Devant ces portes du temps, il faut s’arrêter et se laisser envelopper par des effluves à l’odeur de pain frais qui se dégagent d’une petite boutique: une boulangerie française. On n’a pas prévu le béret, mais le pain que l’on y fabrique de la main experte d’un artisan de génie, est la preuve incontestable de l’existence de Dieu.
S’il n’est pas mort d’avoir contempler son œuvre, Dieu doit fréquenter la boutique du Boulanger. C’est dans le quartier le premier endroit où l’on cause. L’artiste accueille ses clients, souvent ses amis, avec l’amabilité d’un homme qui sait que son activité nourrit également le lien social.
Dans son atelier “Aux Pains garnis”, tout y est fait maison. Il a même obtenu un prix de la meilleure baguette de tradition. Son petit bonheur à lui, c’est de rencontrer ceux qui se sont laissés pénétrer par ses parfums subtils !
Il a fait son Tour de France et même d’Europe car on le trouve à Cologne, à Toulouse, à Strasbourg, à Nantes ou à Lyon; enfin partout ou des artisans inspirés ont accueilli un Ouvrier pour que se perpétue la tradition du Pain.
L’obstacle de la grille surmonté, c’est à l’ouïe que s’adresse le petit bout de rue. Le tumulte de l’avenue de Saint-Ouen fait place au calme. Un havre de paix se dévoile dans une enfilade d’immeubles de quatre étages et un espace de verdure aménagé avec un goût exquis.
On accroche des fleurs à la fenêtre. L’endroit où l’on vit est celui que l’on montre le plus volontiers: il faut qu’il attire le regard. En tout cas, le visiteur a droit à une exposition permanente où l’on rivalise de parfums délicats et de robes multicolores. Un festival des sens et de sérénité qui n’a pas encore attiré les promoteurs immobiliers, les indigènes de la rue s’en portent très bien.

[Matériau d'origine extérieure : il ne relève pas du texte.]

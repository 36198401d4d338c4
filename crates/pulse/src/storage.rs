//! Key-value persistence backing the durable store.

use crate::Error;
use async_trait::async_trait;
use std::collections::{BTreeMap, HashMap};
use std::io::ErrorKind;
use std::path::{Path, PathBuf};
use std::sync::{Mutex, PoisonError};
use tokio::io::AsyncWriteExt;
use tracing::debug;

/// Minimal string key-value storage.
#[async_trait]
pub trait Storage: Send + Sync {
    /// Read the value stored under `key`.
    async fn get(&self, key: &str) -> Result<Option<String>, Error>;

    /// Store `value` under `key`, replacing any previous value.
    async fn set(&self, key: &str, value: &str) -> Result<(), Error>;

    /// Remove `key`. Removing a missing key is not an error.
    async fn remove(&self, key: &str) -> Result<(), Error>;
}

/// Process-local storage. Nothing survives a restart.
#[derive(Debug, Default)]
pub struct MemoryStorage {
    entries: Mutex<HashMap<String, String>>,
}

impl MemoryStorage {
    pub fn new() -> Self {
        Self::default()
    }
}

#[async_trait]
impl Storage for MemoryStorage {
    async fn get(&self, key: &str) -> Result<Option<String>, Error> {
        let entries = self.entries.lock().unwrap_or_else(PoisonError::into_inner);
        Ok(entries.get(key).cloned())
    }

    async fn set(&self, key: &str, value: &str) -> Result<(), Error> {
        let mut entries = self.entries.lock().unwrap_or_else(PoisonError::into_inner);
        entries.insert(key.to_string(), value.to_string());
        Ok(())
    }

    async fn remove(&self, key: &str) -> Result<(), Error> {
        let mut entries = self.entries.lock().unwrap_or_else(PoisonError::into_inner);
        entries.remove(key);
        Ok(())
    }
}

/// Storage kept in a single JSON file.
///
/// The file is read once when opened. Every mutation writes a temporary
/// sibling file, syncs it to disk and renames it over the original, so a
/// crash leaves either the old or the new contents and never a torn file.
#[derive(Debug)]
pub struct FileStorage {
    path: PathBuf,
    entries: tokio::sync::Mutex<BTreeMap<String, String>>,
}

impl FileStorage {
    /// Open (or create on first write) the storage file at `path`.
    pub fn open(path: impl Into<PathBuf>) -> Result<Self, Error> {
        let path = path.into();

        if let Some(parent) = path.parent().filter(|p| !p.as_os_str().is_empty()) {
            std::fs::create_dir_all(parent)?;
        }

        let entries = match std::fs::read_to_string(&path) {
            Ok(contents) if contents.trim().is_empty() => BTreeMap::new(),
            Ok(contents) => serde_json::from_str(&contents)?,
            Err(e) if e.kind() == ErrorKind::NotFound => BTreeMap::new(),
            Err(e) => return Err(e.into()),
        };

        debug!(path = %path.display(), keys = entries.len(), "opened storage file");

        Ok(Self {
            path,
            entries: tokio::sync::Mutex::new(entries),
        })
    }

    /// Path of the backing file.
    pub fn path(&self) -> &Path {
        &self.path
    }

    async fn persist(&self, entries: &BTreeMap<String, String>) -> Result<(), Error> {
        let contents = serde_json::to_string(entries)?;
        let tmp = self.path.with_extension("tmp");

        let mut file = tokio::fs::File::create(&tmp).await?;
        file.write_all(contents.as_bytes()).await?;
        // contents must be on disk before the rename makes them visible
        file.sync_all().await?;
        drop(file);

        tokio::fs::rename(&tmp, &self.path).await?;
        Ok(())
    }
}

#[async_trait]
impl Storage for FileStorage {
    async fn get(&self, key: &str) -> Result<Option<String>, Error> {
        let entries = self.entries.lock().await;
        Ok(entries.get(key).cloned())
    }

    async fn set(&self, key: &str, value: &str) -> Result<(), Error> {
        let mut entries = self.entries.lock().await;
        entries.insert(key.to_string(), value.to_string());
        self.persist(&entries).await
    }

    async fn remove(&self, key: &str) -> Result<(), Error> {
        let mut entries = self.entries.lock().await;
        if entries.remove(key).is_some() {
            self.persist(&entries).await?;
        }
        Ok(())
    }
}

#[cfg(test)]
mod tests {
    use super::*;
    use tempfile::tempdir;

    #[tokio::test]
    async fn test_memory_storage_set_get_remove() {
        let storage = MemoryStorage::new();

        assert_eq!(storage.get("a").await.unwrap(), None);

        storage.set("a", "1").await.unwrap();
        assert_eq!(storage.get("a").await.unwrap().as_deref(), Some("1"));

        storage.remove("a").await.unwrap();
        storage.remove("a").await.unwrap();
        assert_eq!(storage.get("a").await.unwrap(), None);
    }

    #[tokio::test]
    async fn test_file_storage_survives_reopen() {
        let dir = tempdir().unwrap();
        let path = dir.path().join("pulse").join("store.json");

        let storage = FileStorage::open(&path).unwrap();
        storage.set("REQUESTS", "r1").await.unwrap();
        storage.set("EVENTS", "e1").await.unwrap();
        storage.remove("EVENTS").await.unwrap();
        drop(storage);

        let reopened = FileStorage::open(&path).unwrap();
        assert_eq!(reopened.get("REQUESTS").await.unwrap().as_deref(), Some("r1"));
        assert_eq!(reopened.get("EVENTS").await.unwrap(), None);
        assert!(!path.with_extension("tmp").exists());
    }

    #[tokio::test]
    async fn test_file_storage_replaces_leftover_temp_file() {
        let dir = tempdir().unwrap();
        let path = dir.path().join("store.json");
        std::fs::write(&path, r#"{"REQUESTS":"r1"}"#).unwrap();
        // an interrupted write left a partial temp file behind
        std::fs::write(path.with_extension("tmp"), r#"{"REQUESTS":"#).unwrap();

        let storage = FileStorage::open(&path).unwrap();
        assert_eq!(storage.get("REQUESTS").await.unwrap().as_deref(), Some("r1"));
        storage.set("EVENTS", "e1").await.unwrap();
        drop(storage);

        let reopened = FileStorage::open(&path).unwrap();
        assert_eq!(reopened.get("REQUESTS").await.unwrap().as_deref(), Some("r1"));
        assert_eq!(reopened.get("EVENTS").await.unwrap().as_deref(), Some("e1"));
        assert!(!path.with_extension("tmp").exists());
    }

    #[tokio::test]
    async fn test_file_storage_missing_file_is_empty() {
        let dir = tempdir().unwrap();
        let storage = FileStorage::open(dir.path().join("absent.json")).unwrap();

        assert_eq!(storage.get("anything").await.unwrap(), None);
    }

    #[test]
    fn test_file_storage_rejects_corrupt_file() {
        let dir = tempdir().unwrap();
        let path = dir.path().join("store.json");
        std::fs::write(&path, "{not json").unwrap();

        let result = FileStorage::open(&path);

        assert!(matches!(result, Err(Error::Serialization(_))));
    }
}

L’assemblée des propriétaires et locataires a décidé que le vivre ensemble méritait quelques règles de bon sens que toutes et tous ont acceptées. Pour un peu un indice de civisme serait publié chaque trimestre, une sorte de bonheur national brut comme au Bhoutan.
Ici, la cohésion sociale n’est pas laissée à la compétence des services de l’Etat, on peut donc se laisser aller à la jouissance des lieux.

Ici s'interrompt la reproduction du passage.